Methodology and Models

The authors investigate ensemble formation by comparing three distinct models:

  1. FF Model: Utilizing the architecture inspired by the seminal FF algorithm, this model underwent training according to FF principles.
  2. BP/FF Model: Sharing the architectural attributes of FF, this variant was trained end-to-end using Backprop to optimize the same goodness function characteristic of FF.
  3. BP Model: A conventional neural network classifier trained using Backprop on categorical cross-entropy loss, serving as a baseline.

Neurophysiological Findings

The FF model shows activation patterns analogous to cortical ensembles found in preliminary stages of sensory processing. Activation sparsity measured via Mean Absolute Deviation (MAD) and ensemble identification through a category-specific representation matrix demonstrate significant findings suggesting ensemble formation. Figure 2

Figure 2: Distribution of excitatory and inhibitory connections for each neuron in Layer 2.

The computational infrastructure for FF espouses not only sparsity but also a distinct balance between excitatory and inhibitory connections, diverging from the balance observed in Backprop-trained models.

Emergent Ensemble Properties

Ensembles arising from FF training are characterized by minimal unit count and high activation specificity, aligning closely with neuronal processes witnessed in biological contexts.

Semantic Overlap and Zero-shot Capabilities

An emergent property noted was the formation of ensembles elicited by semantically similar classes with shared neurons, a trait mirrored in biological networks. Figure 3

Figure 3: Shared units between ensembles of seen and unseen categories.

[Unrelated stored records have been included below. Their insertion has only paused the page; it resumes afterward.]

use depot_model::StoreKey;
use std::collections::{HashMap, HashSet};
use std::sync::Mutex;

/// Remembers `(store, path)` lookups that recently missed so remote stores are
/// not asked again for content they do not have.
pub trait NotFoundCache: Send + Sync {
    fn record_missing(&self, key: &StoreKey, path: &str);
    fn is_missing(&self, key: &StoreKey, path: &str) -> bool;
    fn clear_missing(&self, key: &StoreKey, path: &str);
    fn clear_store(&self, key: &StoreKey);
}

#[derive(Debug, Default)]
pub struct MemoryNotFoundCache {
    missing: Mutex<HashMap<StoreKey, HashSet<String>>>,
}

impl MemoryNotFoundCache {
    pub fn new() -> Self {
        Self::default()
    }
}

// A poisoned cache only loses hints, so lock failures are treated as misses.
impl NotFoundCache for MemoryNotFoundCache {
    fn record_missing(&self, key: &StoreKey, path: &str) {
        if let Ok(mut map) = self.missing.lock() {
            map.entry(key.clone()).or_default().insert(path.to_owned());
        }
    }

    fn is_missing(&self, key: &StoreKey, path: &str) -> bool {
        self.missing
            .lock()
            .map(|map| map.get(key).is_some_and(|paths| paths.contains(path)))
            .unwrap_or(false)
    }

    fn clear_missing(&self, key: &StoreKey, path: &str) {
        if let Ok(mut map) = self.missing.lock() {
            if let Some(paths) = map.get_mut(key) {
                paths.remove(path);
                if paths.is_empty() {
                    map.remove(key);
                }
            }
        }
    }

    fn clear_store(&self, key: &StoreKey) {
        if let Ok(mut map) = self.missing.lock() {
            map.remove(key);
        }
    }
}
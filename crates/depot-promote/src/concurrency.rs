use crate::PromoteError;
use depot_model::{StoreKey, StoreKeyPaths};
use std::collections::{HashMap, HashSet};
use std::future::Future;
use std::sync::{Arc, Mutex, MutexGuard, PoisonError};
use std::time::Duration;
use tracing::debug;

type InUse = HashMap<StoreKey, HashSet<StoreKeyPaths>>;

/// Admission control for paths promotion.
///
/// Tracks in-flight claims per target store. A claim is admitted only if its
/// paths are disjoint from every claim already registered for the same
/// target; the registry mutex is held for the intersection test only.
#[derive(Debug, Clone, Default)]
pub struct PathConflictGuard {
    in_use: Arc<Mutex<InUse>>,
}

/// An admitted claim. Dropping it releases the claim.
#[derive(Debug)]
pub struct ClaimGuard {
    in_use: Arc<Mutex<InUse>>,
    claim: StoreKeyPaths,
}

fn lock(in_use: &Mutex<InUse>) -> MutexGuard<'_, InUse> {
    // The map stays consistent across a panic: every mutation is a single
    // insert or remove.
    in_use.lock().unwrap_or_else(PoisonError::into_inner)
}

impl PathConflictGuard {
    pub fn new() -> Self {
        Self::default()
    }

    /// Register `claim` unless it overlaps an in-flight claim on the same
    /// target. `None` means conflicted.
    pub fn try_claim(&self, claim: StoreKeyPaths) -> Option<ClaimGuard> {
        let mut in_use = lock(&self.in_use);
        let claims = in_use.entry(claim.target.clone()).or_default();
        if claims.iter().any(|existing| existing.intersects(&claim)) {
            debug!("claim on {} conflicts with an in-flight promotion", claim.target);
            return None;
        }
        claims.insert(claim.clone());
        Some(ClaimGuard {
            in_use: Arc::clone(&self.in_use),
            claim,
        })
    }

    /// Run `on_admit` while holding `claim`, or `on_conflict` if it overlaps
    /// an in-flight claim. The claim is released when `on_admit` finishes,
    /// fails, panics, or is cancelled.
    pub async fn run_guarded<T, A, F, C>(&self, claim: StoreKeyPaths, on_admit: A, on_conflict: C) -> T
    where
        A: FnOnce(StoreKeyPaths) -> F,
        F: Future<Output = T>,
        C: FnOnce(StoreKeyPaths) -> T,
    {
        match self.try_claim(claim.clone()) {
            Some(guard) => {
                let out = on_admit(claim).await;
                drop(guard);
                out
            }
            None => on_conflict(claim),
        }
    }

    /// Number of claims currently registered against `target`.
    pub fn in_flight(&self, target: &StoreKey) -> usize {
        lock(&self.in_use).get(target).map_or(0, HashSet::len)
    }
}

impl ClaimGuard {
    pub fn claim(&self) -> &StoreKeyPaths {
        &self.claim
    }
}

impl Drop for ClaimGuard {
    fn drop(&mut self) {
        let mut in_use = lock(&self.in_use);
        if let Some(claims) = in_use.get_mut(&self.claim.target) {
            claims.remove(&self.claim);
            if claims.is_empty() {
                in_use.remove(&self.claim.target);
            }
        }
    }
}

/// Per-group locks serializing membership edits.
#[derive(Debug, Default)]
pub struct GroupLocks {
    locks: Mutex<HashMap<StoreKey, Arc<tokio::sync::Mutex<()>>>>,
}

impl GroupLocks {
    pub fn new() -> Self {
        Self::default()
    }

    /// Lock `group`, giving up after `timeout`.
    pub async fn acquire(
        &self,
        group: &StoreKey,
        timeout: Duration,
    ) -> Result<tokio::sync::OwnedMutexGuard<()>, PromoteError> {
        let lock = {
            let mut locks = self.locks.lock().unwrap_or_else(PoisonError::into_inner);
            Arc::clone(locks.entry(group.clone()).or_default())
        };
        tokio::time::timeout(timeout, lock.lock_owned())
            .await
            .map_err(|_| PromoteError::LockTimeout {
                target: group.clone(),
                seconds: timeout.as_secs(),
            })
    }
}

#[cfg(test)]
mod tests {
    use super::*;
    use std::collections::BTreeSet;

    fn claim(target: &str, paths: &[&str]) -> StoreKeyPaths {
        StoreKeyPaths::new(
            StoreKey::hosted("maven", target),
            paths.iter().map(|p| (*p).to_owned()).collect::<BTreeSet<_>>(),
        )
    }

    #[test]
    fn overlapping_claim_is_rejected() {
        let guard = PathConflictGuard::new();
        let held = guard.try_claim(claim("staging", &["x"])).unwrap();
        assert!(guard.try_claim(claim("staging", &["x", "y"])).is_none());
        drop(held);
        assert!(guard.try_claim(claim("staging", &["x", "y"])).is_some());
    }

    #[test]
    fn disjoint_claims_coexist() {
        let guard = PathConflictGuard::new();
        let _a = guard.try_claim(claim("staging", &["x"])).unwrap();
        let _b = guard.try_claim(claim("staging", &["y"])).unwrap();
        let _c = guard.try_claim(claim("other", &["x"])).unwrap();
        assert_eq!(guard.in_flight(&StoreKey::hosted("maven", "staging")), 2);
    }

    #[test]
    fn rejected_duplicate_does_not_release_the_holder() {
        let guard = PathConflictGuard::new();
        let staging = StoreKey::hosted("maven", "staging");
        let _held = guard.try_claim(claim("staging", &["x"])).unwrap();
        assert!(guard.try_claim(claim("staging", &["x"])).is_none());
        assert_eq!(guard.in_flight(&staging), 1);
        assert!(guard.try_claim(claim("staging", &["x"])).is_none());
    }

    #[test]
    fn registry_entry_removed_when_empty() {
        let guard = PathConflictGuard::new();
        let staging = StoreKey::hosted("maven", "staging");
        drop(guard.try_claim(claim("staging", &["x"])).unwrap());
        assert_eq!(guard.in_flight(&staging), 0);
        assert!(lock(&guard.in_use).is_empty());
    }

    #[tokio::test]
    async fn run_guarded_releases_after_admit() {
        let guard = PathConflictGuard::new();
        let staging = StoreKey::hosted("maven", "staging");
        let inner = guard.clone();
        let out = guard
            .run_guarded(
                claim("staging", &["x"]),
                |c| async move {
                    assert_eq!(inner.in_flight(&c.target), 1);
                    let nested = inner
                        .run_guarded(claim("staging", &["x"]), |_| async { "admitted" }, |_| "conflict")
                        .await;
                    assert_eq!(nested, "conflict");
                    "done"
                },
                |_| "conflict",
            )
            .await;
        assert_eq!(out, "done");
        assert_eq!(guard.in_flight(&staging), 0);
    }

    #[tokio::test]
    async fn group_lock_times_out() {
        let locks = GroupLocks::new();
        let group = StoreKey::group("maven", "public");
        let _held = locks.acquire(&group, Duration::from_secs(1)).await.unwrap();
        let err = locks
            .acquire(&group, Duration::from_millis(50))
            .await
            .unwrap_err();
        assert!(matches!(err, PromoteError::LockTimeout { .. }));
        let other = StoreKey::group("maven", "other");
        locks.acquire(&other, Duration::from_millis(50)).await.unwrap();
    }
}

Further, the FF model exhibited robust capabilities in representing unseen categories, with coherent ensembles forming through test data, indicating potential for zero-shot learning advantageous in AI applications.

Conclusion and Future Directions

This research substantiates the perspective that FF may offer models closer to biological cortical learning than conventional Backprop. The emergent sparse and specialized neuronal ensembles and distinct excitation/inhibition interplay advocate for its potential in more accurately modeling brain-like learning processes.

Future work could explore how ensemble dynamics evolve and persist in real-time learning contexts, potentially revolutionizing strategies for encoding and processing information in artificial and biological systems alike.